C Arrays and Pointers

Hello guys,

some weeks ago I was reading some questions in StackOverflow and one of them really took my attention. I don’t have a great experience with C programming language, but I’ve started developing in C++ and Symbian 3 moths ago, which improved my skills in pointers and memory allocation. Even after some moths programming in C++, I could not understand why in C arrays a[5] == 5[a], can you?

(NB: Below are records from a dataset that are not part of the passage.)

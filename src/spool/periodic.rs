//! Periodic Tasks
//!
//! A named thread that runs a closure on a fixed interval until stopped.
//! Used for the rotation check and the stale file sweep.

use crossbeam::channel::{bounded, select, tick, Sender};
use std::thread::JoinHandle;
use std::time::Duration;
use tracing::{debug, warn};

pub struct PeriodicTask {
    name: String,
    stop_tx: Option<Sender<()>>,
    handle: Option<JoinHandle<()>>,
}

impl std::fmt::Debug for PeriodicTask {
    fn fmt(&self, f: &mut std::fmt::Formatter<'_>) -> std::fmt::Result {
        f.debug_struct("PeriodicTask")
            .field("name", &self.name)
            .field("running", &self.handle.is_some())
            .finish()
    }
}

impl PeriodicTask {
    /// Run `task` every `interval`. The first run happens one interval
    /// after spawning.
    pub fn spawn<F>(name: &str, interval: Duration, mut task: F) -> std::io::Result<Self>
    where
        F: FnMut() + Send + 'static,
    {
        let (stop_tx, stop_rx) = bounded::<()>(1);
        let ticker = tick(interval);
        let thread_name = name.to_string();

        let handle = std::thread::Builder::new()
            .name(name.to_string())
            .spawn(move || {
                debug!(task = %thread_name, ?interval, "Periodic task started");
                loop {
                    select! {
                        recv(stop_rx) -> _ => break,
                        recv(ticker) -> _ => task(),
                    }
                }
                debug!(task = %thread_name, "Periodic task stopped");
            })?;

        Ok(PeriodicTask {
            name: name.to_string(),
            stop_tx: Some(stop_tx),
            handle: Some(handle),
        })
    }

    /// Stop the task and wait for a run in progress to finish. Idempotent.
    pub fn stop(&mut self) {
        // Dropping the sender disconnects the stop channel
        drop(self.stop_tx.take());
        if let Some(handle) = self.handle.take() {
            // Stopped from inside its own run: the loop exits on its own
            if handle.thread().id() == std::thread::current().id() {
                return;
            }
            if handle.join().is_err() {
                warn!(task = %self.name, "Periodic task panicked");
            }
        }
    }

    pub fn is_running(&self) -> bool {
        self.handle.is_some()
    }
}

impl Drop for PeriodicTask {
    fn drop(&mut self) {
        self.stop();
    }
}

To answer this question, we must understand the behavior of C arrays. What happens in memory when writing:

int array[] = {0, 1, 2, 3, 4, 5};

The first thing to have in mind is that this assignment creates 5 memory “slots” with 32bits each one. A single “slot” has its value and its address, just like a pointer. It’s easy to predict the value of each position value:

array[0] == 0;
array[1] == 1;
(…)

Talking about the variable address, imagine the array is located at address 0x0000. As you already know, in a 32bit platform, an integer has 32bits = 4bytes. So we can conclude that to access any array position we can use the following calculation:

address = start_address + (index * size)

&array[0] == (0 + (0 * 4));
&array[1] == (0 + (1 * 4));
(…)

And it’s exactly what the compiler does. So, when you write array[5] it’s the same of *(0 + (5 * 4)) = *(20) = 5. Easy! However, what about 5[a]? Well, the calculation is similar. Remember that C arrays are nothing just pointers, which means that both declarations below are equivalents:

int array[5];
int *array;

And when incrementing an array, you are just going to the array’s next position. Which means:

array[1] == *(array + 1);

Now, if we look back to 5[a], what does it looks like? Similar to what I said, 5[a] = *(5 + a) = *(a + 5) = a[5].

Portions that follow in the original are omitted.